UK consumer confidence fell to its lowest level in at least 48 years after a surge in the cost-of-living left people more gloomy than at the depths of the 1970s energy crisis and during the recession more than a decade ago.
The market researcher GfK said its closely-watched measure of sentiment fell 2 points to minus 40 this month, the least since records began in 1974. It’s another sign that the worst inflation in four decades is threatening the recovery from the pandemic.
The figures add to pressure on Chancellor of the Exchequer Rishi Sunak to help those suffering the most. It also may give the Bank of England reason to move carefully in raising interest rates further.
“As prices and rates rise, the ability of consumers to spend is falling,” said Linda Ellett, head of consumer markets, retail and leisure at the consulting firm KPMG. “Outgoings are being scrutinized.” Sunak said this week that extra government spending to help consumers handle higher bills risks further stoking inflation, warning that hard times are coming for the UK economy.
“I cannot pretend this will be easy,” Sunak told the annual dinner of the CBI business lobby group on Wednesday. “The next few months will be tough.” Official figures Friday showed retail sales unexpectedly rose in April, a month that saw energy bills soar by more than half and the government put up payroll taxes. However, spending on alcohol and tobacco at supermarkets played an outsized role and the underlying picture is weak, with sales falling in the three months through April.

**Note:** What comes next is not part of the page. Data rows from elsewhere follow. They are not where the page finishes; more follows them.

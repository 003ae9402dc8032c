// Copyright (c) 2025 Dimitris Kafetzis
//
// Licensed under the MIT License.
// See LICENSE file in the project root for full license information.
//
// SPDX-License-Identifier: MIT

//! Allocation statistics for profiling and diagnostics.
//!
//! [`AllocStats`] tracks cumulative metrics about device-memory usage:
//! peak residency, release counts, and capacity-exhaustion events. These
//! are the numbers to look at when sizing the device budget for a task.

/// Cumulative statistics about device memory usage.
#[derive(Debug, Clone, Default, serde::Serialize)]
pub struct AllocStats {
    /// Total number of allocation requests.
    pub total_allocations: u64,
    /// Number of buffers returned so far.
    pub total_releases: u64,
    /// Number of requests rejected for exceeding capacity.
    pub oom_count: u64,
    /// Peak in-use bytes.
    pub peak_bytes: usize,
    /// Total bytes ever handed out (including released ones).
    pub cumulative_bytes: u64,
}

impl AllocStats {
    /// Records a successful allocation of `len` bytes.
    pub(crate) fn record_alloc(&mut self, len: usize) {
        self.total_allocations += 1;
        self.cumulative_bytes += len as u64;
    }

    /// Records a capacity-exhaustion rejection.
    pub(crate) fn record_oom(&mut self) {
        self.oom_count += 1;
    }

    /// Records a buffer return.
    pub(crate) fn record_release(&mut self) {
        self.total_releases += 1;
    }

    /// Updates the peak high-water mark if needed.
    pub(crate) fn update_peak(&mut self, in_use: usize) {
        if in_use > self.peak_bytes {
            self.peak_bytes = in_use;
        }
    }

    /// Returns a human-readable summary.
    pub fn summary(&self) -> String {
        let peak_kb = self.peak_bytes as f64 / 1024.0;
        format!(
            "Device allocations: {} total, {} released, {} OOMs, peak {:.1} KB",
            self.total_allocations, self.total_releases, self.oom_count, peak_kb,
        )
    }
}

#[cfg(test)]
mod tests {
    use super::*;

    #[test]
    fn test_default() {
        let s = AllocStats::default();
        assert_eq!(s.total_allocations, 0);
        assert_eq!(s.peak_bytes, 0);
    }

    #[test]
    fn test_peak_tracking() {
        let mut s = AllocStats::default();
        s.update_peak(4096);
        s.update_peak(1024);
        assert_eq!(s.peak_bytes, 4096);
        s.update_peak(8192);
        assert_eq!(s.peak_bytes, 8192);
    }

    #[test]
    fn test_summary() {
        let mut s = AllocStats::default();
        s.record_alloc(2048);
        s.update_peak(2048);
        s.record_release();
        let summary = s.summary();
        assert!(summary.contains("1 total"));
        assert!(summary.contains("1 released"));
        assert!(summary.contains("2.0 KB"));
    }
}
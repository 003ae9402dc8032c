// Copyright (c) 2025 Dimitris Kafetzis
//
// Licensed under the MIT License.
// See LICENSE file in the project root for full license information.
//
// SPDX-License-Identifier: MIT

//! Runtime configuration loaded from TOML files or constructed programmatically.
//!
//! # TOML Format
//! ```toml
//! profiling = true
//!
//! [device]
//! path = "sim"
//! queue_depth = 4
//!
//! [allocator]
//! kind = "host"
//! capacity = "64M"
//! ```

use std::path::{Path, PathBuf};

use device_mem::{DeviceAllocator, DeviceBudget, HostAllocator};

use crate::driver::{DriverNode, SimNode, DEFAULT_QUEUE_DEPTH};
use crate::error::RuntimeError;

/// Configuration for the device runtime.
#[derive(Debug, Clone, serde::Serialize, serde::Deserialize)]
pub struct RuntimeConfig {
    /// Whether to collect per-frame timing metrics.
    #[serde(default = "default_true")]
    pub profiling: bool,
    /// Device node selection.
    #[serde(default)]
    pub device: DeviceConfig,
    /// Device memory allocator selection.
    #[serde(default)]
    pub allocator: AllocatorConfig,
}

/// Which device node to drive and how deep its queues run.
#[derive(Debug, Clone, serde::Serialize, serde::Deserialize)]
pub struct DeviceConfig {
    /// Device path, or `"sim"` for the in-process simulator node.
    #[serde(default = "default_device_path")]
    pub path: PathBuf,
    /// Frames each direction may hold in flight.
    #[serde(default = "default_queue_depth")]
    pub queue_depth: usize,
}

/// Which allocator backs intermediate device buffers.
#[derive(Debug, Clone, serde::Serialize, serde::Deserialize)]
pub struct AllocatorConfig {
    /// Allocator kind: `"host"`.
    #[serde(default = "default_allocator_kind")]
    pub kind: String,
    /// Capacity cap (human-readable, e.g. `"64M"`).
    #[serde(default = "default_capacity")]
    pub capacity: String,
}

fn default_true() -> bool {
    true
}

fn default_device_path() -> PathBuf {
    PathBuf::from("sim")
}

fn default_queue_depth() -> usize {
    DEFAULT_QUEUE_DEPTH
}

fn default_allocator_kind() -> String {
    "host".to_string()
}

fn default_capacity() -> String {
    "64M".to_string()
}

impl RuntimeConfig {
    /// Loads configuration from a TOML file.
    pub fn from_file(path: &Path) -> Result<Self, RuntimeError> {
        let content = std::fs::read_to_string(path).map_err(|e| {
            RuntimeError::ConfigError(format!("cannot read config '{}': {e}", path.display()))
        })?;
        Self::from_toml(&content)
    }

    /// Parses configuration from a TOML string.
    pub fn from_toml(toml_str: &str) -> Result<Self, RuntimeError> {
        let config: Self = toml::from_str(toml_str)
            .map_err(|e| RuntimeError::ConfigError(format!("TOML parse error: {e}")))?;
        config.validate()?;
        Ok(config)
    }

    /// Serialises configuration to TOML.
    pub fn to_toml(&self) -> Result<String, RuntimeError> {
        toml::to_string_pretty(self)
            .map_err(|e| RuntimeError::ConfigError(format!("TOML serialise error: {e}")))
    }

    /// Checks the configuration for values no factory could honour.
    pub fn validate(&self) -> Result<(), RuntimeError> {
        if self.device.path.as_os_str().is_empty() {
            return Err(RuntimeError::ConfigError("device path is empty".into()));
        }
        if self.device.queue_depth == 0 {
            return Err(RuntimeError::ConfigError(
                "queue_depth must be at least 1".into(),
            ));
        }
        self.parse_capacity()?;
        match self.allocator.kind.to_lowercase().as_str() {
            "host" => Ok(()),
            other => Err(RuntimeError::ConfigError(format!(
                "unknown allocator '{other}'; expected 'host'"
            ))),
        }
    }

    /// Parses the allocator capacity string into a [`DeviceBudget`].
    pub fn parse_capacity(&self) -> Result<DeviceBudget, RuntimeError> {
        DeviceBudget::parse(&self.allocator.capacity)
            .map_err(|e| RuntimeError::ConfigError(format!("invalid capacity: {e}")))
    }

    /// Creates the allocator specified by this config.
    pub fn create_allocator(&self) -> Result<Box<dyn DeviceAllocator>, RuntimeError> {
        match self.allocator.kind.to_lowercase().as_str() {
            "host" => Ok(Box::new(HostAllocator::new(self.parse_capacity()?))),
            other => Err(RuntimeError::ConfigError(format!(
                "unknown allocator '{other}'; expected 'host'"
            ))),
        }
    }

    /// Creates the driver node specified by this config.
    pub fn create_node(&self) -> Result<Box<dyn DriverNode>, RuntimeError> {
        if self.device.path.as_os_str() == "sim" {
            Ok(Box::new(SimNode::new(self.device.queue_depth)))
        } else {
            Err(RuntimeError::ConfigError(format!(
                "no driver for device '{}'; only the 'sim' node is available in this build",
                self.device.path.display()
            )))
        }
    }
}

impl Default for RuntimeConfig {
    fn default() -> Self {
        Self {
            profiling: true,
            device: DeviceConfig::default(),
            allocator: AllocatorConfig::default(),
        }
    }
}

impl Default for DeviceConfig {
    fn default() -> Self {
        Self {
            path: default_device_path(),
            queue_depth: default_queue_depth(),
        }
    }
}

impl Default for AllocatorConfig {
    fn default() -> Self {
        Self {
            kind: default_allocator_kind(),
            capacity: default_capacity(),
        }
    }
}
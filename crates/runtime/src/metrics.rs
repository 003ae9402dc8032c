// Copyright (c) 2025 Dimitris Kafetzis
//
// Licensed under the MIT License.
// See LICENSE file in the project root for full license information.
//
// SPDX-License-Identifier: MIT

//! Frame profiling metrics.
//!
//! [`RunMetrics`] collects per-frame and aggregate timing, device memory,
//! and throughput data across a run of kernel invocations.

use std::time::Duration;

use crate::taskif::FrameResult;

/// Metrics for a single completed frame of a single task.
#[derive(Debug, Clone, serde::Serialize)]
pub struct FrameStats {
    /// Frame id the caller tagged the invocation with.
    pub frame_id: u32,
    /// Host-observed latency from queue to completion.
    pub queue_to_done: Duration,
    /// Time the frame spent on the device proper.
    pub device_residency: Duration,
}

/// Aggregate metrics for a complete run.
#[derive(Debug, Clone, serde::Serialize)]
pub struct RunMetrics {
    /// Total wall-clock time for the run.
    pub total_duration: Duration,
    /// Summed host-observed frame latency.
    pub total_queue_to_done: Duration,
    /// Summed on-device time.
    pub total_device_residency: Duration,
    /// Peak device memory in use during the run, in bytes.
    pub peak_device_bytes: usize,
    /// Per-frame metrics, one entry per task per invocation.
    pub frame_stats: Vec<FrameStats>,
    /// Number of task interfaces in the kernel.
    pub num_tasks: usize,
}

impl RunMetrics {
    /// Creates an empty metrics container.
    pub fn new(num_tasks: usize) -> Self {
        Self {
            total_duration: Duration::ZERO,
            total_queue_to_done: Duration::ZERO,
            total_device_residency: Duration::ZERO,
            peak_device_bytes: 0,
            frame_stats: Vec::new(),
            num_tasks,
        }
    }

    /// Records one completed frame.
    pub fn record_frame(&mut self, result: &FrameResult) {
        let queue_to_done = result.timing.queue_to_done();
        let device_residency = result.timing.device_residency();
        self.total_queue_to_done += queue_to_done;
        self.total_device_residency += device_residency;
        self.frame_stats.push(FrameStats {
            frame_id: result.frame_id,
            queue_to_done,
            device_residency,
        });
    }

    /// Finalises metrics with the total wall-clock time and the peak device
    /// memory the allocator reported.
    pub fn finalise(&mut self, total: Duration, peak_device_bytes: usize) {
        self.total_duration = total;
        self.peak_device_bytes = peak_device_bytes;
    }

    /// Number of whole-kernel invocations recorded.
    pub fn invocations(&self) -> usize {
        self.frame_stats.len() / self.num_tasks.max(1)
    }

    /// Returns invocations per second throughput.
    pub fn frames_per_second(&self) -> f64 {
        let secs = self.total_duration.as_secs_f64();
        let invocations = self.invocations();
        if secs <= 0.0 || invocations == 0 {
            return 0.0;
        }
        invocations as f64 / secs
    }

    /// Returns a human-readable summary suitable for CLI output.
    pub fn summary(&self) -> String {
        let peak_kb = self.peak_device_bytes as f64 / 1024.0;
        let device_pct = if self.total_queue_to_done.as_secs_f64() > 0.0 {
            (self.total_device_residency.as_secs_f64() / self.total_queue_to_done.as_secs_f64())
                * 100.0
        } else {
            0.0
        };

        format!(
            "Run: {:.2}ms total, {} invocations across {} tasks, \
             {:.2}ms queue-to-done ({:.0}% on device), \
             peak {:.1} KB device memory ({:.1} frames/s)",
            self.total_duration.as_secs_f64() * 1000.0,
            self.invocations(),
            self.num_tasks,
            self.total_queue_to_done.as_secs_f64() * 1000.0,
            device_pct,
            peak_kb,
            self.frames_per_second(),
        )
    }
}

Britain’s cost-of-living squeeze and the potential for a recession is the biggest crisis facing Boris Johnson’s government, sparking daily calls for new policies and a comprehensive economic response. The UK is on course to be the advanced economy hit worst by high inflation and weak growth.
Johnson is so far resisting any major new measures but the clamor for action is growing. His government this week voted against introducing a windfall tax on the profits of oil and gas companies to offset soaring energy bills, but Sunak says he doesn’t rule out the possibility.
The government and central bank both say they are almost powerless to prevent inflation -- supercharged by soaring energy and food costs in the wake of coronavirus lockdowns and the war in Ukraine -- from surging even higher than its current level 9%.
With little help coming, GfK said consumers’ assessment of both their own and the wider country’s prospect having cratered over the past year. It’s the bleakest reading ever, exceeding the concerns that consumers reported after the UK decision to leave the EU or even the recession triggered by the financial crash more than a decade ago.
“Consumer confidence is now weaker than in the darkest days of the global banking crisis, the impact of Brexit on the economy, or the Covid shutdown,” said Joe Staton, client strategy director at GfK. “The outlook for consumer confidence is gloomy, and nothing on the economic horizon shows a reason for optimism any time soon.” Separate data from Lloyds gave further insight into the plight of consumers. Britons are spending 30% more on energy compared with this time last year, while three-quarters are extremely or very concerned about home energy prices, the bank said.
Almost 70% are extremely or very concerned about the rising prices of everyday items, up from 52% at the end of last year.